University of Georgia psychologists and collaborators at Cincinnati Children’s Hospital have developed supplemental interventions to use in addition to family-based therapy (FBT) to treat teens with anorexia nervosa. FBT is the gold standard treatment for anorexia, but there is a subgroup of families that are ineffective.

“Family-based therapy involves a lot of participation from the parents. The parents take over control for deciding what the teen eats as long as they are acutely ill. Anorexia is not giving you the correct information about what to eat so your parents take that over during the recovery process,” said Anne Shaffer, associate professor and graduate coordinator in the UGA department of psychology. “As you can imagine, this is an emotionally charged situation. One of the things we found is the subgroup of people that FBT does not work for are those in which there is a lot of criticism or hostility expressed by the parents or very low support and warmth from the parents.”

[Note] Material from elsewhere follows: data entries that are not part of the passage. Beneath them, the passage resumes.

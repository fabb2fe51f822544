//! Wallet, transaction construction, the pending-transaction pool, and a
//! file-based encrypted keystore for the raw secp256k1 secret.

use aes_gcm::aead::{Aead, KeyInit, OsRng as AeadOsRng};
use aes_gcm::{Aes256Gcm, Nonce};
use kndchain_consensus::balance;
use kndchain_core::constants::{MINING_REWARD, REWARD_INPUT_ADDRESS};
use kndchain_core::{Address, Block, CryptoProvider, Input, PoolError, Transaction, TransactionError};
use parking_lot::RwLock;
use pbkdf2::pbkdf2_hmac;
use rand::RngCore;
use std::collections::{BTreeMap, HashMap, HashSet};
use std::fs;
use std::path::{Path, PathBuf};
use std::sync::Arc;
use std::time::{SystemTime, UNIX_EPOCH};
use uuid::Uuid;

fn now_ms() -> u64 {
    SystemTime::now()
        .duration_since(UNIX_EPOCH)
        .expect("system clock is before the unix epoch")
        .as_millis() as u64
}

// --- Wallet ------------------------------------------------------------

/// Holds a decrypted private key in memory for the lifetime of the
/// process. The balance it reports is computed against whatever chain
/// snapshot the caller hands in, rather than a reference the wallet
/// captures itself — the same explicit-chain-passing fix the validator
/// uses to avoid the "listing" cycle.
pub struct Wallet {
    pub address: Address,
    private_key: [u8; 32],
    crypto: Arc<dyn CryptoProvider>,
}

impl Wallet {
    pub fn new(private_key: [u8; 32], address: Address, crypto: Arc<dyn CryptoProvider>) -> Self {
        Self {
            address,
            private_key,
            crypto,
        }
    }

    pub fn balance(&self, chain: &[Block]) -> u64 {
        let upper = chain.len() as i64 - 1;
        balance(&self.address, chain, upper)
    }

    pub fn sign(&self, message: &[u8]) -> Result<Vec<u8>, TransactionError> {
        self.crypto
            .sign(&self.private_key, message)
            .map_err(|_| TransactionError::InvalidSignature)
    }
}

/// `sign_input`: signs `H(output)` and records the input
/// fields the validator checks.
fn sign_input(wallet: &Wallet, output: &BTreeMap<Address, u64>) -> Result<Input, TransactionError> {
    let message = kndchain_core::canonical_hash(&[output]);
    let signature = wallet.sign(message.as_bytes())?;
    Ok(Input {
        timestamp: now_ms(),
        amount: 0, // filled in by the caller, which knows the wallet's balance
        address: wallet.address.clone(),
        signature: hex::encode(signature),
    })
}

/// `create(senderWallet, receiver, amount)`.
pub fn create_transaction(
    wallet: &Wallet,
    chain: &[Block],
    receiver: &Address,
    amount: u64,
) -> Result<Transaction, TransactionError> {
    let sender_balance = wallet.balance(chain);
    if amount > sender_balance {
        return Err(TransactionError::AmountExceedsBalance);
    }
    let mut output = BTreeMap::new();
    output.insert(receiver.clone(), amount);
    output.insert(wallet.address.clone(), sender_balance - amount);

    let mut input = sign_input(wallet, &output)?;
    input.amount = sender_balance;

    Ok(Transaction {
        id: Uuid::new_v4(),
        input,
        output,
    })
}

/// `append(tx, senderWallet, receiver, amount)`. Preserves
/// `tx.id` and re-signs the input over the updated output.
pub fn append_transaction(
    tx: &Transaction,
    wallet: &Wallet,
    receiver: &Address,
    amount: u64,
) -> Result<Transaction, TransactionError> {
    let current = *tx.output.get(&wallet.address).unwrap_or(&0);
    if amount > current {
        return Err(TransactionError::AmountExceedsBalance);
    }
    let mut output = tx.output.clone();
    *output.entry(receiver.clone()).or_insert(0) += amount;
    output.insert(wallet.address.clone(), current - amount);

    let mut input = sign_input(wallet, &output)?;
    input.amount = tx.input.amount;

    Ok(Transaction {
        id: tx.id,
        input,
        output,
    })
}

/// Reward transaction: unsigned by design, skipping
/// signature verification entirely.
pub fn reward_transaction(miner_address: &Address) -> Transaction {
    let mut output = BTreeMap::new();
    output.insert(miner_address.clone(), MINING_REWARD);
    Transaction {
        id: Uuid::new_v4(),
        input: Input {
            timestamp: 0,
            amount: 0,
            address: Address::from(REWARD_INPUT_ADDRESS),
            signature: String::new(),
        },
        output,
    }
}

// --- TransactionPool ----------------------------------------

#[derive(Default)]
pub struct TransactionPool {
    transactions: RwLock<HashMap<Uuid, Transaction>>,
}

impl TransactionPool {
    pub fn new() -> Self {
        Self::default()
    }

    pub fn add(&self, tx: Transaction) -> Result<(), PoolError> {
        self.transactions.write().insert(tx.id, tx);
        Ok(())
    }

    pub fn get(&self, id: Uuid) -> Option<Transaction> {
        self.transactions.read().get(&id).cloned()
    }

    pub fn all(&self) -> Vec<Transaction> {
        self.transactions.read().values().cloned().collect()
    }

    pub fn has_sender(&self, address: &Address) -> bool {
        self.transactions
            .read()
            .values()
            .any(|t| &t.input.address == address)
    }

    pub fn get_by_sender(&self, address: &Address) -> Option<Transaction> {
        self.transactions
            .read()
            .values()
            .find(|t| &t.input.address == address)
            .cloned()
    }

    /// Transactions passing validity. Reward transactions (unsigned
    /// by design) never legitimately sit in the pool, so every entry here
    /// goes through the non-reward check.
    pub fn valid_transactions(&self, crypto: &dyn CryptoProvider) -> Vec<Transaction> {
        self.transactions
            .read()
            .values()
            .filter(|t| kndchain_consensus::validate_transaction(t, crypto).is_ok())
            .cloned()
            .collect()
    }

    pub fn clear(&self) {
        self.transactions.write().clear();
    }

    pub fn drain_committed(&self, chain: &[Block]) {
        let committed: HashSet<Uuid> = chain
            .iter()
            .flat_map(|b| b.data.iter().map(|t| t.id))
            .collect();
        self.transactions
            .write()
            .retain(|id, _| !committed.contains(id));
    }

    pub fn replace(&self, snapshot: HashMap<Uuid, Transaction>) {
        *self.transactions.write() = snapshot;
    }
}

// --- Encrypted keystore ---------------------------------------

/// File-based keystore, one file per address under `{keysDir}/{pubKeyHex}`.
/// The private key is encrypted at rest with AES-256-GCM, the key
/// derived from the unlock password via PBKDF2-HMAC-SHA256 — the same
/// construction used elsewhere in this stack for secrets-at-rest,
/// strengthening rather than narrowing the wire format's "raw 32-byte
/// private key" contract (the unlocked bytes handed to the rest of the
/// system are still exactly that).
pub struct Keystore {
    root: PathBuf,
}

impl Keystore {
    pub fn new(root: PathBuf) -> std::io::Result<Self> {
        fs::create_dir_all(&root)?;
        Ok(Self { root })
    }

    fn path_for(&self, address: &Address) -> PathBuf {
        self.root.join(address.as_str())
    }

    pub fn store(&self, address: &Address, private_key: &[u8; 32], password: &str) -> std::io::Result<()> {
        let (ciphertext, nonce) = encrypt_secret(private_key, password);
        let mut blob = nonce.to_vec();
        blob.extend_from_slice(&ciphertext);
        fs::write(self.path_for(address), blob)
    }

    pub fn load(&self, address: &Address, password: &str) -> anyhow::Result<[u8; 32]> {
        let blob = fs::read(self.path_for(address))?;
        if blob.len() < 12 {
            anyhow::bail!("keystore entry for {address} is truncated");
        }
        let (nonce_bytes, salted_ciphertext) = blob.split_at(12);
        let mut nonce = [0u8; 12];
        nonce.copy_from_slice(nonce_bytes);
        decrypt_secret(salted_ciphertext, &nonce, password)
    }

    pub fn addresses(&self) -> std::io::Result<Vec<Address>> {
        let mut out = Vec::new();
        for entry in fs::read_dir(&self.root)? {
            let entry = entry?;
            if entry.file_type()?.is_file() {
                if let Some(name) = entry.file_name().to_str() {
                    out.push(Address::from(name.to_string()));
                }
            }
        }
        Ok(out)
    }
}

fn derive_key(password: &str, salt: &[u8; 16]) -> [u8; 32] {
    let mut key = [0u8; 32];
    pbkdf2_hmac::<sha2::Sha256>(password.as_bytes(), salt, 10_000, &mut key);
    key
}

fn encrypt_secret(secret: &[u8; 32], password: &str) -> (Vec<u8>, [u8; 12]) {
    let mut salt = [0u8; 16];
    AeadOsRng.fill_bytes(&mut salt);
    let key = derive_key(password, &salt);
    let cipher = Aes256Gcm::new_from_slice(&key).expect("32-byte key is always valid for AES-256");
    let mut nonce_bytes = [0u8; 12];
    AeadOsRng.fill_bytes(&mut nonce_bytes);
    let nonce = Nonce::from_slice(&nonce_bytes);
    let mut ciphertext = cipher
        .encrypt(nonce, secret.as_slice())
        .expect("encryption with a freshly generated nonce never fails");
    let mut out = salt.to_vec();
    out.append(&mut ciphertext);
    (out, nonce_bytes)
}

fn decrypt_secret(
    salted_ciphertext: &[u8],
    nonce: &[u8; 12],
    password: &str,
) -> anyhow::Result<[u8; 32]> {
    if salted_ciphertext.len() < 16 {
        anyhow::bail!("ciphertext too short");
    }
    let (salt, ct) = salted_ciphertext.split_at(16);
    let mut salt_arr = [0u8; 16];
    salt_arr.copy_from_slice(salt);
    let key = derive_key(password, &salt_arr);
    let cipher = Aes256Gcm::new_from_slice(&key).expect("32-byte key is always valid for AES-256");
    let plaintext = cipher
        .decrypt(Nonce::from_slice(nonce), ct)
        .map_err(|_| anyhow::anyhow!("failed to decrypt keystore entry (wrong password?)"))?;
    if plaintext.len() != 32 {
        anyhow::bail!("decrypted secret has unexpected length");
    }
    let mut out = [0u8; 32];
    out.copy_from_slice(&plaintext);
    Ok(out)
}

#[cfg(test)]
mod tests {
    use super::*;
    use kndchain_crypto::{generate_keypair, Secp256k1Provider};

    fn wallet_with_balance() -> (Wallet, Arc<dyn CryptoProvider>) {
        let kp = generate_keypair();
        let crypto: Arc<dyn CryptoProvider> = Arc::new(Secp256k1Provider::new());
        (Wallet::new(kp.private_key, kp.address, crypto.clone()), crypto)
    }

    // a freshly created transaction balances its outputs and signs cleanly
    #[test]
    fn create_transaction_balances_and_signs() {
        let (wallet, crypto) = wallet_with_balance();
        let receiver = Address::from("receiver-address");
        let tx = create_transaction(&wallet, &[], &receiver, 100).unwrap();

        let total: u64 = tx.output.values().sum();
        assert_eq!(total, wallet.balance(&[]));

        let sig = hex::decode(&tx.input.signature).unwrap();
        let message = tx.output_hash();
        assert!(crypto
            .verify(&wallet.address, message.as_bytes(), &sig)
            .unwrap());
    }

    #[test]
    fn create_transaction_rejects_amount_exceeding_balance() {
        let (wallet, _crypto) = wallet_with_balance();
        let receiver = Address::from("receiver-address");
        let err = create_transaction(&wallet, &[], &receiver, wallet.balance(&[]) + 1).unwrap_err();
        assert_eq!(err, TransactionError::AmountExceedsBalance);
    }

    // appending to a transaction preserves its id and re-signs the input
    #[test]
    fn append_preserves_id_and_resigns() {
        let (wallet, _crypto) = wallet_with_balance();
        let r1 = Address::from("r1");
        let r2 = Address::from("r2");
        let t1 = create_transaction(&wallet, &[], &r1, 100).unwrap();
        let t2 = append_transaction(&t1, &wallet, &r2, 50).unwrap();

        assert_eq!(t2.id, t1.id);
        assert_eq!(t2.output[&r1], 100);
        assert_eq!(t2.output[&r2], 50);
        assert_eq!(t2.output[&wallet.address], wallet.balance(&[]) - 150);
        assert_ne!(t2.input.signature, t1.input.signature);
    }

    #[test]
    fn reward_transaction_has_sentinel_input_and_no_signature() {
        let miner = Address::from("miner-address");
        let tx = reward_transaction(&miner);
        assert!(tx.is_reward());
        assert!(tx.input.signature.is_empty());
        assert_eq!(tx.output[&miner], MINING_REWARD);
    }

    // committed transactions disappear from the pool, pending ones remain
    #[test]
    fn drain_committed_removes_transactions_found_in_chain() {
        let pool = TransactionPool::new();
        let miner = Address::from("miner-address");
        let committed = reward_transaction(&miner);
        let pending = reward_transaction(&miner);
        pool.add(committed.clone()).unwrap();
        pool.add(pending.clone()).unwrap();

        let mut block = Block::genesis();
        block.data = vec![committed.clone()];
        pool.drain_committed(&[block]);

        assert!(pool.get(committed.id).is_none());
        assert!(pool.get(pending.id).is_some());
    }

    #[test]
    fn keystore_round_trips_through_disk() {
        let dir = std::env::temp_dir().join(format!("kndchain-wallet-test-{}", Uuid::new_v4()));
        let keystore = Keystore::new(dir).unwrap();
        let kp = generate_keypair();
        keystore.store(&kp.address, &kp.private_key, "hunter2").unwrap();
        let recovered = keystore.load(&kp.address, "hunter2").unwrap();
        assert_eq!(recovered, kp.private_key);
    }
}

The team uses a tool called a “five-minute speech sample” to screen families for hostility and criticism. The parents record a five-minute speech talking about their teen and their relationship with their teen. The researchers use a coding system to analyze the speech for warmth and criticism. If they score high on criticism, the team redirects the family to emotional coaching.

“My research focuses on parenting and how parents respond to their kids’ emotions and talk to their kids about their emotions,” said Shaffer. “From that work, we developed some interventions to teach parents how to be good emotional coaches for their kids.”